This example is drawn from the Mplus User's Guide (example 3.1) and we suggest that you see the Mplus User's Guide for more details about this example. We thank the kind people at Muthén & Muthén for permission to use examples from their manual.
Example Using Stata
Here is an OLS regression example using Stata with two continuous predictors x1 and x2 used to predict a continuous outcome variable, y.
infile y1 x1 x3 using http://www.ats.ucla.edu/stat/mplus/output/ex3.1.dat, clear
regress y1 x1 x3
Source | SS df MS Number of obs = 500
-------------+------------------------------ F( 2, 497) = 387.13
Model | 733.16883 2 366.584415 Prob > F = 0.0000
Residual | 470.626985 497 .946935583B R-squared = 0.6090
-------------+------------------------------ Adj R-squared = 0.6075
Total | 1203.79581 499 2.41241646 Root MSE = .97311
------------------------------------------------------------------------------
y1 | Coef. Std. Err. t P>|t| [95% Conf. Interval]
-------------+----------------------------------------------------------------
x1 | .9694892A .0416319 23.29 0.000 .887693 1.051285
x3 | .6490392A .0445076 14.58 0.000 .5615929 .7364854
_cons | .5109608C .0435592 11.73 0.000 .425378 .5965436
------------------------------------------------------------------------------
The output is labeled with superscripts to help you relate the later Mplus output to this Stata output. To summarize the output, both predictors in this model, x1 and x2, are significantly related to the outcome variable, u1.
Mplus Example #1
Here is the same example illustrated in Mplus based on the ex3.1.dat data file.

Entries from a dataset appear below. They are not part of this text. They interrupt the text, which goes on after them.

use async_trait::async_trait;
use aws_config::meta::region::RegionProviderChain;
use aws_config::BehaviorVersion;
use aws_sdk_s3::config::Builder;
use aws_sdk_s3::primitives::ByteStream;
use aws_sdk_s3::Client as S3Client;

use crate::store::{ObjectStore, StoreResult};

/// An `ObjectStore` implementation backed by an S3-compatible bucket
/// (AWS S3, MinIO, Cloudflare R2).
#[derive(Clone, Debug)]
pub struct S3ObjectStore {
    client: S3Client,
    bucket: String,
}

impl S3ObjectStore {
    /// Creates a new `S3ObjectStore` from an already-configured client.
    pub fn new(client: S3Client, bucket: impl Into<String>) -> Self {
        Self {
            client,
            bucket: bucket.into(),
        }
    }

    /// Loads AWS configuration from the environment. A custom endpoint
    /// (e.g. a local MinIO server) forces path-style addressing.
    pub async fn connect(bucket: String, endpoint_url: Option<&str>) -> Self {
        let region_provider = RegionProviderChain::default_provider().or_else("us-east-1");
        let base_config = aws_config::defaults(BehaviorVersion::latest())
            .region(region_provider)
            .load()
            .await;

        let client = match endpoint_url {
            Some(endpoint) => {
                let config = Builder::from(&base_config)
                    .endpoint_url(endpoint)
                    .force_path_style(true) // MinIO requires path-style
                    .build();
                S3Client::from_conf(config)
            }
            None => S3Client::new(&base_config),
        };

        Self { client, bucket }
    }
}

#[async_trait]
impl ObjectStore for S3ObjectStore {
    async fn put_object(&self, key: &str, data: &[u8], content_type: &str) -> StoreResult<()> {
        self.client
            .put_object()
            .bucket(&self.bucket)
            .key(key)
            .content_type(content_type)
            .body(ByteStream::from(data.to_vec()))
            .send()
            .await?;
        Ok(())
    }

    async fn get_object(&self, key: &str) -> StoreResult<Vec<u8>> {
        let resp = self
            .client
            .get_object()
            .bucket(&self.bucket)
            .key(key)
            .send()
            .await?;
        let data = resp.body.collect().await?.into_bytes().to_vec();
        Ok(data)
    }

    async fn delete_object(&self, key: &str) -> StoreResult<()> {
        self.client
            .delete_object()
            .bucket(&self.bucket)
            .key(key)
            .send()
            .await?;
        Ok(())
    }
}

TITLE: this is an example of a simple linear regression for a continuous observed dependent variable with two covariates DATA: FILE IS ex3.1.dat; VARIABLE: NAMES ARE y1 x1 x3; MODEL: y1 ON x1 x3;
SUMMARY OF ANALYSIS
Number of observations 500
MODEL RESULTS
Estimates S.E. Est./S.E.
Y1 ON
X1 0.969A 0.042 23.357
X3 0.649A 0.044 14.626
Residual Variances
Y1 0.941B 0.060 15.811
Mplus Example #2
Note that the previous example did not include an intercept in the model. By specifying
analysis: type=meanstructure;
in the example below, we indicate that the model should model means as well as covariances, and the following model does include an intercept. Here is this modified example illustrated in Mplus based on the ex3.1.dat data file.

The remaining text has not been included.